• [DATA SUPPLIED]
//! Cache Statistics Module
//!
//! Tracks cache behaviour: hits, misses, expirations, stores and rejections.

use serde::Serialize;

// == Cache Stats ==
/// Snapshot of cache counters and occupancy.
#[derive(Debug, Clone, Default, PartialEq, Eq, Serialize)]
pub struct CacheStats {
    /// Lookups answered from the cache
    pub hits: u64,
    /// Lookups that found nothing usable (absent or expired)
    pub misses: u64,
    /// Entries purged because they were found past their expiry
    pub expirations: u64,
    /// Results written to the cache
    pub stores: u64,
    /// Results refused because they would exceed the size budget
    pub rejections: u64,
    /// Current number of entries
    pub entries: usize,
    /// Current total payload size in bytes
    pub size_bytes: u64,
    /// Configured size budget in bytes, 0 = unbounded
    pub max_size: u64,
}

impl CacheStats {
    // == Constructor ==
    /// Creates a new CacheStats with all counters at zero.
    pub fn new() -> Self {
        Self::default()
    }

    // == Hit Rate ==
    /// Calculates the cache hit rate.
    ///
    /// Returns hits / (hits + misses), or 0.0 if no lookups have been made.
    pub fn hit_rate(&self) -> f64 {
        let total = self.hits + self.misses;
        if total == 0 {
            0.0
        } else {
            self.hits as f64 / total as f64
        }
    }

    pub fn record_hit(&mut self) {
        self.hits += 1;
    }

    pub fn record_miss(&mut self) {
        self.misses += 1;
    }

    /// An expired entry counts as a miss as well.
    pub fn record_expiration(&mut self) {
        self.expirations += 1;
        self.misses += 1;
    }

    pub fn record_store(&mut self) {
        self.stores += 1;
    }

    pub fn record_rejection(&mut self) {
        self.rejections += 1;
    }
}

• [WHAT YOU WILL DO]
Every line of the listing that includes the word "CacheStats" must be copied.

• [YOUR RESPONSE]
pub struct CacheStats {
impl CacheStats {
    /// Creates a new CacheStats with all counters at zero.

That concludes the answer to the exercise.